Stored items
────────────────────

impl ConfigGate {
    pub fn new(
        store: Arc<dyn ConfigStore>,
        audit: Arc<dyn AuditSink>,
        cipher: Arc<CipherBox>,
    ) -> Self {
        Self {
            store,
            audit,
            cipher,
            classifier: SensitivityClassifier::default(),
            locks: DashMap::new(),
            batch: RwLock::new(()),
        }
    }

    pub fn with_classifier(mut self, classifier: SensitivityClassifier) -> Self {
        self.classifier = classifier;
        self
    }

    pub fn cipher(&self) -> &CipherBox {
        &self.cipher
    }

    pub fn classifier(&self) -> &SensitivityClassifier {
        &self.classifier
    }

    pub async fn save(
        &self,
        category: &str,
        key: &str,
        value: impl Into<ConfigValue>,
        actor: &str,
    ) -> Result<SaveOutcome, GateError> {
        self.save_with_description(category, key, value.into(), None, actor)
            .await
    }

    pub async fn save_with_description(
        &self,
        category: &str,
        key: &str,
        value: ConfigValue,
        description: Option<&str>,
        actor: &str,
    ) -> Result<SaveOutcome, GateError> {
        let _batch = self.batch.read().await;
        let lock = self.pair_lock(category, key);
        let outcome = {
            let _pair = lock.lock().await;
            self.save_locked(category, key, &value, description, actor).await
        };
        drop(lock);
        self.release_pair(category, key);
        outcome
    }

    async fn save_locked(
        &self,
        category: &str,
        key: &str,
        value: &ConfigValue,
        description: Option<&str>,
        actor: &str,
    ) -> Result<SaveOutcome, GateError> {
        let prepared = match self.prepare(category, key, value, description, actor) {
            Ok(prepared) => prepared,
            Err(refusal) => return Ok(SaveOutcome::Refused(self.refuse(refusal, actor).await)),
        };

        let previous = self.store.get(category, key).await?;

        let row = match self.store.put(&prepared.entry).await {
            Ok(row) => row,
            Err(e) if e.is_plaintext_block() => {
                let refusal = Refusal::new(category, key, RefusalReason::PlaintextGuard);
                return Ok(SaveOutcome::Refused(self.refuse(refusal, actor).await));
            }
            Err(e) => {
                error!(setting = %format!("{category}.{key}"), error = %e, "Failed to persist setting");
                return Err(e.into());
            }
        };

        if row.is_encrypted != prepared.entry.is_encrypted {
            error!(
                setting = %row.target(),
                expected = prepared.entry.is_encrypted,
                stored = row.is_encrypted,
                "CRITICAL: stored encryption flag differs from the one written"
            );
            return Err(GateError::Fault(format!(
                "encryption flag mismatch for {}",
                row.target()
            )));
        }

        info!(
            setting = %row.target(),
            actor,
            sensitive = prepared.sensitive,
            encrypted = row.is_encrypted,
            "Setting saved"
        );

        self.write_audit(NewAuditRecord {
            actor: actor.to_string(),
            action: if previous.is_some() {
                AuditAction::UpdateConfig
            } else {
                AuditAction::CreateConfig
            },
            target: row.target(),
            old_value: previous.as_ref().map(|r| self.summarize_row(r)),
            new_value: Some(prepared.summary),
            details: description.map(str::to_string),
        })
        .await;

        Ok(SaveOutcome::Persisted(SavedEntry {
            category: row.category,
            key: row.config_key,
            value_kind: prepared.entry.value_kind,
            is_sensitive: prepared.sensitive,
            is_encrypted: row.is_encrypted,
            created: previous.is_none(),
            updated_at: row.updated_at,
            warning: prepared.warning,
        }))
    }

    pub async fn read(&self, category: &str, key: &str) -> Result<Option<ConfigView>, GateError> {
        let row = self.store.get(category, key).await?;
        Ok(row.map(|row| self.view(row)))
    }

    /// All active settings, grouped by category.
    pub async fn read_all(&self) -> Result<BTreeMap<String, Vec<ConfigView>>, GateError> {
        let grouped = self.store.get_all().await?;
        Ok(grouped
            .into_iter()
            .map(|(category, rows)| {
                let views = rows.into_iter().map(|row| self.view(row)).collect();
                (category, views)
            })
            .collect())
    }

    /// Soft-delete a setting. Returns false when it was not active.
    pub async fn delete(&self, category: &str, key: &str, actor: &str) -> Result<bool, GateError> {
        let _batch = self.batch.read().await;
        let lock = self.pair_lock(category, key);
        let deleted = {
            let _pair = lock.lock().await;
            self.delete_locked(category, key, actor).await
        };
        drop(lock);
        self.release_pair(category, key);
        deleted
    }

    async fn delete_locked(&self, category: &str, key: &str, actor: &str) -> Result<bool, GateError> {
        let Some(previous) = self.store.get(category, key).await? else {
            return Ok(false);
        };
        if !self.store.soft_delete(category, key).await? {
            return Ok(false);
        }

        info!(setting = %previous.target(), actor, "Setting deactivated");

        self.write_audit(NewAuditRecord {
            actor: actor.to_string(),
            action: AuditAction::DeleteConfig,
            target: previous.target(),
            old_value: Some(self.summarize_row(&previous)),
            new_value: None,
            details: None,
        })
        .await;

        Ok(true)
    }

    /// Replace every setting with `defaults`.
    ///
    /// All defaults go through the same preparation as [`ConfigGate::save`];
    /// one refusal refuses the whole batch and nothing is written.
    pub async fn reset_to_defaults(
        &self,
        defaults: &[ConfigDefault],
        actor: &str,
    ) -> Result<ResetOutcome, GateError> {
        let _batch = self.batch.write().await;

        let mut entries = Vec::with_capacity(defaults.len());
        for default in defaults {
            match self.prepare(
                default.category,
                default.key,
                &default.value,
                Some(default.description),
                actor,
            ) {
                Ok(prepared) => entries.push(prepared.entry),
                Err(refusal) => {
                    return Ok(ResetOutcome::Refused(self.refuse(refusal, actor).await));
                }
            }
        }

        match self.store.reset_all_to_defaults(&entries).await {
            Ok(()) => {}
            Err(e) if e.is_plaintext_block() => {
                let refusal = Refusal::new("*", "*", RefusalReason::PlaintextGuard);
                return Ok(ResetOutcome::Refused(self.refuse(refusal, actor).await));
            }
            Err(e) => {
                error!(error = %e, "Failed to reset settings");
                return Err(e.into());
            }
        }

        info!(actor, count = entries.len(), "Settings reset to defaults");

        self.write_audit(NewAuditRecord {
            actor: actor.to_string(),
            action: AuditAction::ResetConfigDefaults,
            target: "system_config".to_string(),
            old_value: None,
            new_value: None,
            details: Some(format!("{} defaults applied", entries.len())),
        })
        .await;

        Ok(ResetOutcome::Applied {
            count: entries.len(),
        })
    }

    fn pair_lock(&self, category: &str, key: &str) -> Arc<Mutex<()>> {
        self.locks
            .entry((category.to_string(), key.to_string()))
            .or_default()
            .clone()
    }

    /// Drop the pair's lock once no other caller holds or waits on it.
    fn release_pair(&self, category: &str, key: &str) {
        self.locks
            .remove_if(&(category.to_string(), key.to_string()), |_, lock| {
                Arc::strong_count(lock) == 1
            });
    }

    /// Classify and encrypt. Nothing here touches the store.
    fn prepare(
        &self,
        category: &str,
        key: &str,
        value: &ConfigValue,
        description: Option<&str>,
        actor: &str,
    ) -> Result<Prepared, Refusal> {
        let plaintext = Zeroizing::new(value.to_storage_string());
        let sensitive = self.classifier.is_sensitive(category, key);
        let refuse = |reason| Refusal::new(category, key, reason);
        let mut warning = None;

        let (stored_value, is_encrypted) = if plaintext.is_empty() {
            (String::new(), false)
        } else if sensitive {
            if !self.cipher.is_available() {
                return Err(refuse(RefusalReason::CipherUnavailable));
            }
            let token = self.cipher.encrypt(&plaintext).map_err(|e| {
                debug!(error = %e, "Cipher rejected sensitive value");
                refuse(if e.is_unavailable() {
                    RefusalReason::CipherUnavailable
                } else {
                    RefusalReason::EncryptionFailed
                })
            })?;
            // A token equal to the input was not encrypted
            if token.is_empty() || token.as_str() == plaintext.as_str() {
                return Err(refuse(RefusalReason::EncryptionFailed));
            }
            (token, true)
        } else if self.classifier.should_encrypt(category, key) && self.cipher.is_available() {
            match self.cipher.encrypt(&plaintext) {
                Ok(token) => (token, true),
                Err(e) => {
                    warn!(
                        setting = %format!("{category}.{key}"),
                        error = %e,
                        "Encryption failed for non-sensitive setting, storing unencrypted"
                    );
                    warning = Some(format!("value stored unencrypted: {e}"));
                    (plaintext.to_string(), false)
                }
            }
        } else {
            (plaintext.to_string(), false)
        };

        let entry = NewConfigEntry {
            category: category.to_string(),
            key: key.to_string(),
            stored_value,
            value_kind: value.kind(),
            description: description.map(str::to_string),
            is_encrypted,
            updated_by: Some(actor.to_string()),
        };

        if let Err(reason) = guard_plaintext(sensitive, &entry) {
            error!(
                setting = %format!("{category}.{key}"),
                "CRITICAL: sensitive value reached the store path unencrypted, write aborted"
            );
            return Err(refuse(reason));
        }

        let summary = if sensitive {
            SENSITIVE_MARKER.to_string()
        } else if is_encrypted {
            ENCRYPTED_MARKER.to_string()
        } else {
            plaintext.to_string()
        };

        Ok(Prepared {
            entry,
            sensitive,
            summary,
            warning,
        })
    }

    /// Log and audit a refusal.
    async fn refuse(&self, refusal: Refusal, actor: &str) -> Refusal {
        let target = refusal.target();
        match refusal.reason {
            RefusalReason::EncryptionFailed => error!(
                setting = %target,
                actor,
                reason = "mechanism",
                cause = refusal.reason.as_str(),
                "Sensitive write refused: encryption failed"
            ),
            _ => warn!(
                setting = %target,
                actor,
                reason = "policy",
                cause = refusal.reason.as_str(),
                "Sensitive write refused"
            ),
        }

        self.write_audit(NewAuditRecord {
            actor: actor.to_string(),
            action: AuditAction::ConfigWriteRefused,
            target,
            old_value: None,
            new_value: None,
            details: Some(refusal.reason.as_str().to_string()),
        })
        .await;

        refusal
    }

    /// Audit failures are logged and never undo the write.
    async fn write_audit(&self, record: NewAuditRecord) {
        if let Err(e) = self.audit.record(&record).await {
            error!(
                action = %record.action,
                setting = %record.target,
                error = %e,
                "Failed to write audit record"
            );
        }
    }

    fn summarize_row(&self, row: &ConfigRow) -> String {
        if self.classifier.is_sensitive(&row.category, &row.config_key) {
            SENSITIVE_MARKER.to_string()
        } else if row.is_encrypted {
            ENCRYPTED_MARKER.to_string()
        } else {
            row.config_value.clone()
        }
    }

    fn resolve(&self, row: &ConfigRow) -> Resolved {
        let kind = match row.kind() {
            Ok(kind) => kind,
            Err(e) => {
                error!(setting = %row.target(), error = %e, "Stored setting has an unknown kind");
                return Resolved::Unavailable;
            }
        };

        let text = if row.is_encrypted {
            match self.cipher.decrypt(&row.config_value) {
                Ok(text) => Zeroizing::new(text),
                Err(e) => {
                    error!(
                        setting = %row.target(),
                        reason = "mechanism",
                        error = %e,
                        "Failed to decrypt setting"
                    );
                    return Resolved::Unavailable;
                }
            }
        } else {
            Zeroizing::new(row.config_value.clone())
        };

        match ConfigValue::from_storage(kind, &text) {
            Ok(value) => Resolved::Value(value),
            Err(e) => {
                error!(setting = %row.target(), error = %e, "Stored setting does not parse");
                Resolved::Unavailable
            }
        }
    }

    fn view(&self, row: ConfigRow) -> ConfigView {
        let is_sensitive = self.classifier.is_sensitive(&row.category, &row.config_key);
        let value = self.resolve(&row);
        let display_value = match &value {
            Resolved::Unavailable => UNAVAILABLE_MARKER.to_string(),
            Resolved::Value(v) => {
                let text = Zeroizing::new(v.to_storage_string());
                if is_sensitive || row.is_encrypted {
                    mask_default(&text)
                } else {
                    text.to_string()
                }
            }
        };

        ConfigView {
            category: row.category,
            key: row.config_key,
            value,
            value_kind: row.value_kind,
            display_value,
            is_sensitive,
            is_encrypted: row.is_encrypted,
            description: row.description,
            updated_by: row.updated_by,
            updated_at: row.updated_at,
        }
    }
}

────────────────────

DIRECTIONS
For every line of the records above that holds the word "classifier", count one, and state the total only.

TASK OUTPUT
9